Enquanto curtia a virose esta manhã, estava a passar o programa "Portugal no Coração", apresentado por José Carlos Malato e Diamantina Rodrigues. Entre os convidados estavam alguns nomes do fado, entre eles o cantor Rodrigo, a quem fiz referência aqui no outro dia na rubrica "Os sons dos 80", mas o principal era José Carlos Rodrigues, que foi guitarrista de Amália Rodrigues durante quase 30 anos. O senhor, actualmente com 94 anos, está até bastante preservado (não lhe dava mais de 75), e com uma vivacidade e discernimento invejáveis. Falou dos tempos do início de carreira, e de como começou tarde, apenas aos 29 anos, e aí Malato pergunta: "Nesse tempo o meio artístico era ainda um pouco mal visto, tinha má fama, não é verdade". O senhor respondeu que sim, e que os amigos lhe diziam "então agora estás metido no fado", e que "as fadistas eram normalmente prostitutas", e que fado era basicamente sinónimo de "triste destino". Só que no momento em que José Carlos Gonçalves diz a palavra "prostitutas", a apresentadora Diamantina Ferreira exclama alto e bom som "ai que horror!", com os olhos muito abertos, como se o senhor tivesse acabado de dizer um palavrão bem grande.
Isto é o que se pode chamar de "falta de coração", e logo para um programa chamado "Portugal no Coração". Sim, sabemos que em tempos remotos o fado estava ligada à vida nocturna e boémia, que as casas de fado eram locais mal frequentados e os músicos eram marginais da sociedade, ou pelo menos tidos como tal. A própria Severa, a nossa primeira diva do fado, era prostituta, e das muitas que então exerciam o seu ofício, a tal "mais velha profissão do mundo", as que sabiam cantar animavam esses "antros" onde se ouvia a canção nacional. Não seriam certamente mães de família ou lavadeiras que lá iam cantar, com toda a certeza. Isto foi antes da comercialização do fado, é claro, e a geração que se seguiu, onde pontificavam nomes como Hermínia Silva, Argentina Santos, Fernanda Baptista ou a própria Amália, não era uma geração de prostitutas com queda para o canto. Pelo menos não necessariamente, mas sabemos como até bem perto do final do século passado existia em Portugal um grande preconceito com as mulheres no mundo do espectáculo.

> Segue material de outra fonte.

//! Document ingestion: chunk → embed → store.
//!
//! The [`Ingestor`] composes an [`EmbeddingProvider`], a [`VectorStore`] and
//! a [`Chunker`]. It owns the write side of the chunk store; retrieval reads
//! the same store directly.
//!
//! # Example
//!
//! ```rust,ignore
//! use kt_rag::{Ingestor, RagConfig, InMemoryVectorStore, RecursiveChunker};
//!
//! let ingestor = Ingestor::builder()
//!     .config(RagConfig::default())
//!     .embedding_provider(Arc::new(my_embedder))
//!     .vector_store(Arc::new(InMemoryVectorStore::new()))
//!     .build()?;
//!
//! ingestor.ensure_ready().await?;
//! let stored = ingestor.ingest("doc-1", &pages).await?;
//! ```

use std::sync::Arc;

use tracing::{error, info};
use uuid::Uuid;

use crate::chunking::{Chunker, RecursiveChunker};
use crate::config::RagConfig;
use crate::document::{Page, StoredChunk};
use crate::embedding::EmbeddingProvider;
use crate::error::{RagError, Result};
use crate::vectorstore::VectorStore;

/// Writes documents into the chunk store and removes them again.
///
/// Construct one via [`Ingestor::builder()`].
pub struct Ingestor {
    config: RagConfig,
    embedding_provider: Arc<dyn EmbeddingProvider>,
    vector_store: Arc<dyn VectorStore>,
    chunker: Arc<dyn Chunker>,
}

impl Ingestor {
    /// Create a new [`IngestorBuilder`].
    pub fn builder() -> IngestorBuilder {
        IngestorBuilder::default()
    }

    /// Create the collection if it is missing.
    ///
    /// # Errors
    ///
    /// Returns [`RagError::PipelineError`] if the vector store operation fails.
    pub async fn ensure_ready(&self) -> Result<()> {
        self.vector_store.ensure_ready().await.map_err(|e| {
            error!(collection = %self.config.collection, error = %e, "failed to prepare collection");
            RagError::PipelineError(format!(
                "failed to prepare collection '{}': {e}",
                self.config.collection
            ))
        })
    }

    /// Ingest the pages of one document.
    ///
    /// Chunks are numbered densely from 0 across the whole document and get
    /// fresh UUID point ids. Returns the stored records.
    ///
    /// # Errors
    ///
    /// Returns [`RagError::PipelineError`] if embedding or storage fails,
    /// including the document ID in the error message.
    pub async fn ingest(&self, document_id: &str, pages: &[Page]) -> Result<Vec<StoredChunk>> {
        let pieces = self.chunker.chunk(pages);
        if pieces.is_empty() {
            info!(document.id = document_id, chunk_count = 0, "ingested document (empty)");
            return Ok(Vec::new());
        }

        let texts: Vec<&str> = pieces.iter().map(|p| p.text.as_str()).collect();
        let embeddings = self.embedding_provider.embed_batch(&texts).await.map_err(|e| {
            error!(document.id = document_id, error = %e, "embedding failed during ingestion");
            RagError::PipelineError(format!("embedding failed for document '{document_id}': {e}"))
        })?;
        if embeddings.len() != pieces.len() {
            return Err(RagError::PipelineError(format!(
                "embedding provider returned {} vectors for {} chunks",
                embeddings.len(),
                pieces.len()
            )));
        }

        let records: Vec<StoredChunk> = pieces
            .into_iter()
            .zip(embeddings)
            .enumerate()
            .map(|(i, (piece, vector))| StoredChunk {
                id: Uuid::new_v4().to_string(),
                text: piece.text,
                page_number: piece.page,
                chunk_number: i as u32,
                document_id: document_id.to_string(),
                vector,
            })
            .collect();

        self.vector_store.upsert(&records).await.map_err(|e| {
            error!(document.id = document_id, error = %e, "upsert failed during ingestion");
            RagError::PipelineError(format!("upsert failed for document '{document_id}': {e}"))
        })?;

        info!(document.id = document_id, chunk_count = records.len(), "ingested document");
        Ok(records)
    }

    /// Delete every chunk of a document. Returns how many were removed.
    ///
    /// # Errors
    ///
    /// Returns [`RagError::PipelineError`] if the vector store operation fails.
    pub async fn delete(&self, document_id: &str) -> Result<usize> {
        let deleted = self.vector_store.delete_by_document(document_id).await.map_err(|e| {
            error!(document.id = document_id, error = %e, "delete failed");
            RagError::PipelineError(format!("delete failed for document '{document_id}': {e}"))
        })?;
        info!(document.id = document_id, deleted, "deleted document chunks");
        Ok(deleted)
    }
}

/// Builder for constructing an [`Ingestor`].
///
/// `embedding_provider` and `vector_store` are required. Without an explicit
/// chunker a [`RecursiveChunker`] is built from the config.
#[derive(Default)]
pub struct IngestorBuilder {
    config: Option<RagConfig>,
    embedding_provider: Option<Arc<dyn EmbeddingProvider>>,
    vector_store: Option<Arc<dyn VectorStore>>,
    chunker: Option<Arc<dyn Chunker>>,
}

impl IngestorBuilder {
    /// Set the ingestion configuration.
    pub fn config(mut self, config: RagConfig) -> Self {
        self.config = Some(config);
        self
    }

    /// Set the embedding provider.
    pub fn embedding_provider(mut self, provider: Arc<dyn EmbeddingProvider>) -> Self {
        self.embedding_provider = Some(provider);
        self
    }

    /// Set the vector store backend.
    pub fn vector_store(mut self, store: Arc<dyn VectorStore>) -> Self {
        self.vector_store = Some(store);
        self
    }

    /// Set the document chunker.
    pub fn chunker(mut self, chunker: Arc<dyn Chunker>) -> Self {
        self.chunker = Some(chunker);
        self
    }

    /// Build the [`Ingestor`].
    ///
    /// # Errors
    ///
    /// Returns [`RagError::ConfigError`] if a required field is missing or
    /// the provider's dimensionality disagrees with the config.
    pub fn build(self) -> Result<Ingestor> {
        let config = self.config.unwrap_or_default();
        let embedding_provider = self
            .embedding_provider
            .ok_or_else(|| RagError::ConfigError("embedding_provider is required".to_string()))?;
        let vector_store = self
            .vector_store
            .ok_or_else(|| RagError::ConfigError("vector_store is required".to_string()))?;
        if embedding_provider.dimensions() != config.dimensions {
            return Err(RagError::ConfigError(format!(
                "embedding provider produces {} dimensions but the collection expects {}",
                embedding_provider.dimensions(),
                config.dimensions
            )));
        }
        let chunker = self.chunker.unwrap_or_else(|| {
            Arc::new(RecursiveChunker::new(config.chunk_size, config.chunk_overlap))
        });
        Ok(Ingestor { config, embedding_provider, vector_store, chunker })
    }
}
//! # kt-server
//!
//! HTTP API for the knowledge table service.
//!
//! | Method | Path | Body |
//! |--------|------|------|
//! | `POST` | `/api/v1/query` | [`protocol::QueryRequest`] |
//! | `POST` | `/api/v1/document` | multipart `file` (and optional `document_id`) |
//! | `DELETE` | `/api/v1/document/{document_id}` | |
//! | `POST` | `/api/v1/graph/export-triples` | a [`kt_core::Table`] |
//! | `GET` | `/health` | |
//!
//! Errors are returned as `{kind, message}`.

pub mod config;
pub mod protocol;
pub mod server;
pub mod telemetry;

pub use config::{ConfigError, LogFormat, ProviderKind, ServerConfig, VectorDbKind};
pub use server::{ApiError, AppState, app_router, build_service, run_server};
//! Answer shapes and the typed values that carry them.

use std::fmt;

use serde::{Deserialize, Serialize};

/// The type a query's answer must have.
///
/// Accepts the short names `str`, `int_array` and `str_array` as aliases.
#[derive(Debug, Clone, Copy, PartialEq, Eq, Hash, Serialize, Deserialize)]
#[serde(rename_all = "snake_case")]
pub enum AnswerShape {
    Bool,
    Int,
    #[serde(alias = "str")]
    String,
    #[serde(alias = "int_array")]
    IntList,
    #[serde(alias = "str_array")]
    StringList,
}

impl AnswerShape {
    pub fn as_str(&self) -> &'static str {
        match self {
            Self::Bool => "bool",
            Self::Int => "int",
            Self::String => "string",
            Self::IntList => "int_list",
            Self::StringList => "string_list",
        }
    }

    /// Whether answers of this shape are lists.
    pub fn is_list(&self) -> bool {
        matches!(self, Self::IntList | Self::StringList)
    }

    /// Whether entity resolution can rewrite answers of this shape.
    pub fn is_textual(&self) -> bool {
        matches!(self, Self::String | Self::StringList)
    }
}

impl fmt::Display for AnswerShape {
    fn fmt(&self, f: &mut fmt::Formatter<'_>) -> fmt::Result {
        f.write_str(self.as_str())
    }
}

/// A validated answer. The variant always matches the query's [`AnswerShape`].
#[derive(Debug, Clone, PartialEq, Eq, Serialize, Deserialize)]
#[serde(untagged)]
pub enum AnswerValue {
    Bool(bool),
    Int(i64),
    String(String),
    IntList(Vec<i64>),
    StringList(Vec<String>),
}

impl AnswerValue {
    pub fn shape(&self) -> AnswerShape {
        match self {
            Self::Bool(_) => AnswerShape::Bool,
            Self::Int(_) => AnswerShape::Int,
            Self::String(_) => AnswerShape::String,
            Self::IntList(_) => AnswerShape::IntList,
            Self::StringList(_) => AnswerShape::StringList,
        }
    }

    /// The JSON form the model and the HTTP layer exchange.
    pub fn to_json(&self) -> serde_json::Value {
        match self {
            Self::Bool(b) => serde_json::Value::from(*b),
            Self::Int(n) => serde_json::Value::from(*n),
            Self::String(s) => serde_json::Value::from(s.as_str()),
            Self::IntList(items) => serde_json::Value::from(items.clone()),
            Self::StringList(items) => serde_json::Value::from(items.clone()),
        }
    }

    /// Render the value as a graph node name. Empty values have no name.
    ///
    /// Lists are joined with `", "`.
    pub fn node_name(&self) -> Option<String> {
        let name = match self {
            Self::Bool(b) => b.to_string(),
            Self::Int(n) => n.to_string(),
            Self::String(s) => s.trim().to_string(),
            Self::IntList(items) => {
                items.iter().map(|n| n.to_string()).collect::<Vec<_>>().join(", ")
            }
            Self::StringList(items) => items
                .iter()
                .map(|s| s.trim())
                .filter(|s| !s.is_empty())
                .collect::<Vec<_>>()
                .join(", "),
        };
        (!name.is_empty()).then_some(name)
    }
}
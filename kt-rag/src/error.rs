//! Error types for the `kt-rag` crate.

use thiserror::Error;

/// Errors that can occur while storing, embedding or loading documents.
#[derive(Debug, Error)]
pub enum RagError {
    /// An error occurred during embedding generation.
    #[error("Embedding error ({provider}): {message}")]
    EmbeddingError {
        /// The embedding provider that produced the error.
        provider: String,
        /// A description of the failure.
        message: String,
    },

    /// An error occurred in the vector store backend.
    #[error("Vector store error ({backend}): {message}")]
    VectorStoreError {
        /// The vector store backend that produced the error.
        backend: String,
        /// A description of the failure.
        message: String,
    },

    /// A document could not be read or decoded.
    #[error("Loader error ({loader}): {message}")]
    LoaderError {
        /// The loader that produced the error.
        loader: String,
        /// A description of the failure.
        message: String,
    },

    /// A substring-search pattern could not be compiled.
    #[error("Pattern error: {0}")]
    PatternError(String),

    /// A configuration validation error.
    #[error("Configuration error: {0}")]
    ConfigError(String),

    /// An error in the ingestion flow.
    #[error("Pipeline error: {0}")]
    PipelineError(String),
}

/// A convenience result type for storage and ingestion operations.
pub type Result<T> = std::result::Result<T, RagError>;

A reacção de Diamantina Rodrigues ofende as prostitutas, e deixa indignado alguém com o mínimo de bom senso e sentido humanista. É que uma "prostituta", minha cara Diamantina, é um ser humano. Não é um carrapato ou um bocado de merda de cão que passamos ao lado para não pisar. As prostitutas no são criminosas, e mesmo nas legislações onde são consideradas como tal, são os homens que as procuram; elas podem aliciar ou não, mas não obrigam ninguém a nada. Ainda compreendia se o convidado tivesse contado que certo fadista ou outro artista era pederasta, violador e canibal, mas...uma prostituta? E cuidado com a definição de "prostituição" no sentido mais lato. Pode-se considerar "prostituição" fazer algo de que não se gosta a troco de dinheiro, ou ser coagido à prática de um acto, mesmo que involutariamete, e não é preciso necessariamente "abrir as pernas". Quem sabe se as prostitutas não consideram alguns profissionais de televisão também eles "prostitutos"? E atenção e a esses impulsos, não vá alguém dizer que fulano é "gay", e lá solta a Diamantina um dos seus "ai que horrores!". Olhe que o Malato no vai gostar.